I'm working on a reinforcement learning model implemented with Keras and Tensorflow. I have to do frequent calls to model.predict() on single inputs.
While testing inference on a simple pretrained model, I noticed that using Keras' model.predict is WAY slower than just using Numpy on stored weights. Why is it that slow and how can I accelerate it? Using pure Numpy is not viable for complex models.
import timeit
import numpy as np
from tensorflow.python.keras.models import Sequential
from tensorflow.python.keras.layers import Dense
w = np.array([[-1., 1., 0., 0.], [0., 0., -1., 1.]]).T
b = np.array([ 15., -15., -21., 21.])
model = Sequential()
model.add(Dense(4, input_dim=2, activation='linear'))

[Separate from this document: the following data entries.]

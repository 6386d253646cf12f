//! Tap input abstraction

use serde::{Deserialize, Serialize};

/// Tap input trait for the kiosk's touch line
pub trait TapInput {
    /// Error type for input failures
    type Error: std::error::Error + Send + Sync + 'static;

    /// Wait for the next physical tap edge.
    ///
    /// Returns `Ok(None)` once the input is exhausted and no further edges
    /// will arrive.
    async fn wait_for_tap(&mut self) -> Result<Option<TapStatus>, Self::Error>;
}

/// Outcome attached to a tap
#[derive(Debug, Clone, Copy, PartialEq, Eq, Hash, Serialize, Deserialize)]
#[serde(rename_all = "UPPERCASE")]
pub enum TapStatus {
    /// Tap accepted by the terminal
    Good,
    /// Tap rejected by the terminal
    Bad,
}

impl TapStatus {
    /// Wire name of the status
    pub fn as_str(self) -> &'static str {
        match self {
            Self::Good => "GOOD",
            Self::Bad => "BAD",
        }
    }
}

impl core::fmt::Display for TapStatus {
    fn fmt(&self, f: &mut core::fmt::Formatter<'_>) -> core::fmt::Result {
        f.write_str(self.as_str())
    }
}

impl core::str::FromStr for TapStatus {
    type Err = UnknownStatus;

    fn from_str(s: &str) -> Result<Self, Self::Err> {
        match s.trim() {
            s if s.eq_ignore_ascii_case("good") => Ok(Self::Good),
            s if s.eq_ignore_ascii_case("bad") => Ok(Self::Bad),
            other => Err(UnknownStatus(other.to_owned())),
        }
    }
}

/// A status string that is neither `GOOD` nor `BAD`
#[derive(Debug, Clone, PartialEq, Eq, thiserror::Error)]
#[error("unknown tap status '{0}'")]
pub struct UnknownStatus(pub String);

#[cfg(test)]
#[allow(clippy::unwrap_used)]
mod tests {
    use super::*;

    #[test]
    fn parses_case_insensitively() {
        assert_eq!("good".parse::<TapStatus>().unwrap(), TapStatus::Good);
        assert_eq!(" BAD \n".parse::<TapStatus>().unwrap(), TapStatus::Bad);
    }

    #[test]
    fn rejects_unknown_status() {
        let err = "maybe".parse::<TapStatus>().unwrap_err();
        assert!(err.to_string().contains("maybe"));
    }

    #[test]
    fn serialises_uppercase() {
        assert_eq!(serde_json::to_string(&TapStatus::Good).unwrap(), "\"GOOD\"");
        assert_eq!(
            serde_json::from_str::<TapStatus>("\"BAD\"").unwrap(),
            TapStatus::Bad
        );
    }
}
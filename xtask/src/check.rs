use anyhow::{Context, Result};
use colored::Colorize;
use std::process::Command;
use std::time::Instant;

/// One `cargo` invocation in the check sequence
struct Step {
    label: &'static str,
    args: &'static [&'static str],
    /// Stop the sequence on failure instead of warning
    required: bool,
}

const STEPS: &[Step] = &[
    Step {
        label: "workspace (stdin UID source)",
        args: &["check", "--workspace", "--all-targets"],
        required: true,
    },
    Step {
        label: "kiosk with libpoll binding",
        args: &["check", "-p", "kiosk", "--features", "libpoll"],
        required: true,
    },
    Step {
        label: "clippy lints",
        args: &["clippy", "--workspace", "--all-targets", "--", "-D", "warnings"],
        required: false,
    },
    Step {
        label: "code formatting",
        args: &["fmt", "--all", "--check"],
        required: false,
    },
];

pub fn run() -> Result<()> {
    println!();
    println!("{}", "🔍 Checking kiosk bridge...".cyan().bold());
    println!();

    let total_start = Instant::now();

    for step in STEPS {
        println!("{}", format!("  Checking {}...", step.label).cyan());
        let start = Instant::now();

        let output = Command::new("cargo")
            .args(step.args)
            .output()
            .with_context(|| format!("Failed to run cargo {}", step.args[0]))?;

        if output.status.success() {
            println!(
                "{}",
                format!("  ✓ {} passed in {:.2}s", step.label, start.elapsed().as_secs_f64()).green()
            );
        } else if step.required {
            eprintln!("{}", format!("  ✗ {} failed", step.label).red().bold());
            eprintln!();
            eprintln!("{}", String::from_utf8_lossy(&output.stderr));
            anyhow::bail!("{} failed", step.label);
        } else {
            eprintln!("{}", format!("  ⚠ {} reported problems", step.label).yellow().bold());
            eprintln!();
            eprintln!("{}", String::from_utf8_lossy(&output.stderr));
        }
        println!();
    }

    println!(
        "{}",
        format!(
            "✓ All checks completed in {:.2}s",
            total_start.elapsed().as_secs_f64()
        )
        .green()
        .bold()
    );
    println!();

    Ok(())
}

model.layers[0].set_weights([w.T, b])
model.compile(loss='mse', optimizer='adam')
state = np.array([-23.5, 17.8])
def predict_very_slow():
return model.predict(state[np.newaxis])[0]
def predict_slow():
ws = model.layers[0].get_weights()
return np.matmul(ws[0].T, state) + ws[1]
def predict_fast():
return np.matmul(w, state) + b
print(
timeit.timeit(predict_very_slow, number=10000),
timeit.timeit(predict_slow, number=10000),
timeit.timeit(predict_fast, number=10000)
)
# 5.168972805004538 1.6963867129435828 0.021918574168087623
# 5.461319456664639 1.5491559107269515 0.021502970783442876